Mashal Khan, 23enne della Abdul Wali Khan University di Mardan, nel Pakistan nord-occidentale, è stato linciato a morte da una folla per aver pubblicato presunti commenti «blasfemi» sui social media, oltre alle sue opinioni sul socialismo e sul sufismo.

A seguito dell’attacco di massa, nel quale è stato ferito un altro studente, il campus è stato chiuso e circa 45 persone sono state incarcerate.

Commentando l’intenzione del parlamento di riformare la legge sulla blasfemia, Nasir Saeed, direttore del Claas, ha detto: «È una grande notizia poiché in passato chiunque ha cercato di parlare di cambiamenti nella legge è stato incarcerato e persino minacciato di morte. Coloro che hanno sollevato le proprie voci, come il governatore del Punjab Salmaan Taseer e il ministro delle minoranze Shahbaz Bhatti, sono stati uccisi in pieno giorno e i loro assassini sono salutati come eroi. Mi auguro che il parlamento pakistano prenda sul serio questa intenzione, salvando molte persone innocenti che potrebbero essere uccise per un crimine che non hanno mai commesso. Le loro vite potrebbero essere salvate, non è ancora troppo tardi».

I gruppi di pressione come il Claas sostengono che le leggi contro la blasfemia nel paese a maggioranza musulmana vengono utilizzate per contrastare le minoranze religiose, inclusi i cristiani. Nella World Watch List 2017 – che elenca i primi 50 paesi dove i cristiani sono maggiormente vittime di persecuzione – il Pakistan occupa il 4° posto con una crescita preoccupante della violenza e della pressione sociale anticristiana.
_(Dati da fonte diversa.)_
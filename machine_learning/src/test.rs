#![cfg(test)]

use ndarray::{ArrayD, Ix2, IxDyn, Zip, array};
use rand::{Rng, SeedableRng, rngs::StdRng};

use crate::{
    arch::{
        Network, Sequential,
        layers::{Dense, Layer},
        loss::{LossFn, SigmoidCrossEntropy},
    },
    initialization::Init,
    optimization::Adam,
};

fn weighted_sum(layer: &mut Layer, params: &[f32], x: &ArrayD<f32>, r: &ArrayD<f32>) -> f32 {
    let y = layer.forward(params, x.clone()).unwrap();
    Zip::from(&y).and(r).fold(0f32, |acc, &y, &r| acc + y * r)
}

fn assert_close(what: &str, i: usize, analytic: f32, numeric: f32) {
    let tol = 2e-2 * (1. + analytic.abs().max(numeric.abs()));
    assert!(
        (analytic - numeric).abs() <= tol,
        "{what}[{i}]: backprop gave {analytic}, finite differences gave {numeric}"
    );
}

/// Compares the gradients computed by `layer.backward` against central finite differences of
/// the scalar `sum(layer(x) * r)` for random `x`, `r` and parameters.
pub(crate) fn check_gradients(mut layer: Layer, input_shape: &[usize]) {
    const EPS: f32 = 1e-2;

    let mut rng = StdRng::seed_from_u64(7);
    let mut params: Vec<f32> = (0..layer.size())
        .map(|_| rng.random_range(-1.0..1.0))
        .collect();
    let mut x = ArrayD::from_shape_fn(IxDyn(input_shape), |_| rng.random_range(-1.0..1.0));

    let y = layer.forward(&params, x.clone()).unwrap();
    let r = ArrayD::from_shape_fn(y.raw_dim(), |_| rng.random_range(-1.0..1.0));

    let mut grad = vec![0.; layer.size()];
    let dx = layer.backward(&params, &mut grad, r.clone()).unwrap();
    assert_eq!(dx.shape(), x.shape());

    for i in 0..params.len() {
        let original = params[i];
        params[i] = original + EPS;
        let plus = weighted_sum(&mut layer, &params, &x, &r);
        params[i] = original - EPS;
        let minus = weighted_sum(&mut layer, &params, &x, &r);
        params[i] = original;

        assert_close("param", i, grad[i], (plus - minus) / (2. * EPS));
    }

    let dx: Vec<f32> = dx.iter().copied().collect();
    for (i, &analytic) in dx.iter().enumerate() {
        let original = x.as_slice().unwrap()[i];
        x.as_slice_mut().unwrap()[i] = original + EPS;
        let plus = weighted_sum(&mut layer, &params, &x, &r);
        x.as_slice_mut().unwrap()[i] = original - EPS;
        let minus = weighted_sum(&mut layer, &params, &x, &r);
        x.as_slice_mut().unwrap()[i] = original;

        assert_close("input", i, analytic, (plus - minus) / (2. * EPS));
    }
}

#[test]
fn test_ml_or2_gate_convergence() {
    let wide = Init::Normal {
        mean: 0.,
        std_dev: 0.5,
    };
    let model = Sequential::new([
        Dense::new((2, 4)).weights(wide).into(),
        Layer::sigmoid(),
        Dense::new((4, 1)).weights(wide).into(),
    ]);
    let mut net = Network::init(model, StdRng::seed_from_u64(3)).unwrap();
    let mut optimizer = Adam::with_learning_rate(net.size(), 0.05);

    let x = array![[0., 0.], [0., 1.], [1., 0.], [1., 1.]].into_dyn();
    let y = array![[0.], [1.], [1.], [1.]];
    let loss_fn = SigmoidCrossEntropy;

    let mut loss = f32::INFINITY;
    for _ in 0..1_000 {
        net.zero_grad();
        let logits = net
            .forward(x.clone())
            .unwrap()
            .into_dimensionality::<Ix2>()
            .unwrap();
        loss = loss_fn.loss(logits.view(), y.view());
        let d = loss_fn.loss_prime(logits.view(), y.view());
        net.backward(d.into_dyn()).unwrap();
        net.optimize(&mut optimizer).unwrap();
    }

    assert!(loss < 0.1, "the network didn't learn the OR gate, loss {loss}");
}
Per alcuni imam il linciaggio del giovane studente sarebbe «colpa» della mancata impiccagione di Asia Bibi, la donna cristiana da sette anni rinchiusa nel braccio della morte per blasfemia. L’esecuzione della madre cristiana e di altri presunti blasfemi sarebbe per i religiosi un deterrente per le violenze di massa.

Ad AsiaNews padre Emmanuel Yousaf Mani, direttore della Commissione nazionale giustizia e pace (Ncjp) della Conferenza episcopale pakistana, ha condannato le «errate dichiarazioni» degli imam. In un comunicato stampa emesso nei giorni scorsi la Ncjp ha chiesto con urgenza «al governo del Pakistan di assicurare alla giustizia i responsabili di tale odio e violenza estrema». «È inaccettabile una simile violenza e comportamento barbaro – prosegue il documento—. In presenza della legge, nessuno è giustificato a prendere la legge nelle proprie mani. Inoltre il materiale d’odio e discriminatorio deve essere rimosso dai libri di testo, se vogliamo creare una società pacifica e tollerante. L’università deve sviluppare il pensiero critico, l’accettazione delle opinioni altrui a prescindere dalla fede che si professa. Dobbiamo insegnare ai nostri studenti le virtù della tolleranza, della coesistenza e dell’accettazione».

Ora tocca al Parlamento pakistano far seguire alle buone intenzioni i fatti.